***** PROVIDED ENTRIES

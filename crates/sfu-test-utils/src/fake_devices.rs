//! Scriptable capture devices.
//!
//! `FakeMediaDevices` hands out tracks backed by fake hardware sources and
//! tracks how many sources are open per device. In exclusive mode a capture
//! that needs an already-open device fails with `Busy`, as some platforms do.
//! Captures can be gated so tests control exactly when each one resolves.

use async_trait::async_trait;
use parking_lot::Mutex;
use sfu_client::devices::{DeviceInfo, MediaConstraints, MediaDevices, TrackConstraint};
use sfu_client::errors::CaptureError;
use sfu_client::media::{MediaStream, MediaTrack, SourceObserver};
use signaling_protocol::rtp::MediaKind;
use std::collections::{HashMap, VecDeque};
use std::sync::atomic::{AtomicBool, AtomicUsize, Ordering};
use std::sync::Arc;
use tokio::sync::oneshot;

#[derive(Default)]
struct FakeState {
    devices: Vec<DeviceInfo>,
    open_sources: HashMap<String, usize>,
    next_failure: Option<CaptureError>,
    gates: VecDeque<oneshot::Sender<()>>,
}

struct FakeInner {
    state: Mutex<FakeState>,
    exclusive: AtomicBool,
    gated: AtomicBool,
    captures: AtomicUsize,
}

impl SourceObserver for FakeInner {
    fn source_released(&self, _kind: MediaKind, device_id: &str) {
        let mut state = self.state.lock();
        if let Some(count) = state.open_sources.get_mut(device_id) {
            *count = count.saturating_sub(1);
            if *count == 0 {
                state.open_sources.remove(device_id);
            }
        }
    }
}

/// Fake platform capture API.
#[derive(Clone)]
pub struct FakeMediaDevices {
    inner: Arc<FakeInner>,
}

impl Default for FakeMediaDevices {
    fn default() -> Self {
        Self::new()
    }
}

impl FakeMediaDevices {
    /// One microphone (`mic-1`) and one camera (`cam-1`), exclusive mode on.
    pub fn new() -> Self {
        let devices = Self::empty();
        devices.add_device("mic-1", MediaKind::Audio, "Built-in Microphone");
        devices.add_device("cam-1", MediaKind::Video, "Built-in Camera");
        devices
    }

    /// No devices.
    pub fn empty() -> Self {
        Self {
            inner: Arc::new(FakeInner {
                state: Mutex::new(FakeState::default()),
                exclusive: AtomicBool::new(true),
                gated: AtomicBool::new(false),
                captures: AtomicUsize::new(0),
            }),
        }
    }

    pub fn add_device(&self, device_id: &str, kind: MediaKind, label: &str) {
        self.inner.state.lock().devices.push(DeviceInfo {
            device_id: device_id.to_string(),
            kind,
            label: label.to_string(),
        });
    }

    pub fn remove_device(&self, device_id: &str) {
        self.inner
            .state
            .lock()
            .devices
            .retain(|d| d.device_id != device_id);
    }

    /// Whether an already-open device refuses a second capture.
    pub fn set_exclusive(&self, exclusive: bool) {
        self.inner.exclusive.store(exclusive, Ordering::SeqCst);
    }

    /// Hold every capture until `release_next` is called.
    pub fn set_gated(&self, gated: bool) {
        self.inner.gated.store(gated, Ordering::SeqCst);
    }

    /// Make the next capture fail with `error`.
    pub fn fail_next(&self, error: CaptureError) {
        self.inner.state.lock().next_failure = Some(error);
    }

    /// Release the oldest gated capture. Returns false if none is waiting.
    pub fn release_next(&self) -> bool {
        let gate = self.inner.state.lock().gates.pop_front();
        match gate {
            Some(gate) => gate.send(()).is_ok(),
            None => false,
        }
    }

    /// Number of gated captures waiting for release.
    pub fn pending_captures(&self) -> usize {
        self.inner.state.lock().gates.len()
    }

    /// Number of capture calls made.
    pub fn capture_count(&self) -> usize {
        self.inner.captures.load(Ordering::SeqCst)
    }

    /// Open sources on devices of `kind`.
    pub fn open_sources(&self, kind: MediaKind) -> usize {
        let state = self.inner.state.lock();
        state
            .devices
            .iter()
            .filter(|d| d.kind == kind)
            .map(|d| state.open_sources.get(&d.device_id).copied().unwrap_or(0))
            .sum()
    }

    /// Open sources on every device.
    pub fn total_open_sources(&self) -> usize {
        self.inner.state.lock().open_sources.values().sum()
    }

    fn pick_device(
        state: &FakeState,
        kind: MediaKind,
        constraint: &TrackConstraint,
    ) -> Result<DeviceInfo, CaptureError> {
        let mut of_kind = state.devices.iter().filter(|d| d.kind == kind);
        let found = match constraint {
            TrackConstraint::Exact(id) => of_kind.find(|d| &d.device_id == id),
            _ => of_kind.next(),
        };
        found.cloned().ok_or(CaptureError::NotFound(kind))
    }
}

#[async_trait]
impl MediaDevices for FakeMediaDevices {
    async fn get_user_media(
        &self,
        constraints: &MediaConstraints,
    ) -> Result<MediaStream, CaptureError> {
        self.inner.captures.fetch_add(1, Ordering::SeqCst);

        if self.inner.gated.load(Ordering::SeqCst) {
            let (tx, rx) = oneshot::channel();
            self.inner.state.lock().gates.push_back(tx);
            rx.await
                .map_err(|_| CaptureError::Other("capture abandoned".to_string()))?;
        }

        let observer: Arc<dyn SourceObserver> = self.inner.clone();
        let mut state = self.inner.state.lock();
        if let Some(error) = state.next_failure.take() {
            return Err(error);
        }

        let mut picked = Vec::new();
        for kind in constraints.kinds() {
            picked.push(Self::pick_device(&state, kind, constraints.get(kind))?);
        }
        if self.inner.exclusive.load(Ordering::SeqCst)
            && picked
                .iter()
                .any(|d| state.open_sources.contains_key(&d.device_id))
        {
            return Err(CaptureError::Busy);
        }

        let tracks = picked
            .into_iter()
            .map(|device| {
                *state
                    .open_sources
                    .entry(device.device_id.clone())
                    .or_insert(0) += 1;
                MediaTrack::captured(
                    device.kind,
                    device.device_id,
                    device.label,
                    Some(observer.clone()),
                )
            })
            .collect();
        Ok(MediaStream::new(tracks))
    }

    async fn enumerate_devices(&self) -> Result<Vec<DeviceInfo>, CaptureError> {
        Ok(self.inner.state.lock().devices.clone())
    }
}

**********

## YOUR OBJECTIVE
Beginning with the opening line above, retype the records exactly through the line with "use async_trait::async_trait;", both ends included.

## WRITTEN SOLUTION
filename crates/sfu-test-utils/src/fake_devices.rs
//! Scriptable capture devices.
//!
//! `FakeMediaDevices` hands out tracks backed by fake hardware sources and
//! tracks how many sources are open per device. In exclusive mode a capture
//! that needs an already-open device fails with `Busy`, as some platforms do.
//! Captures can be gated so tests control exactly when each one resolves.

use async_trait::async_trait;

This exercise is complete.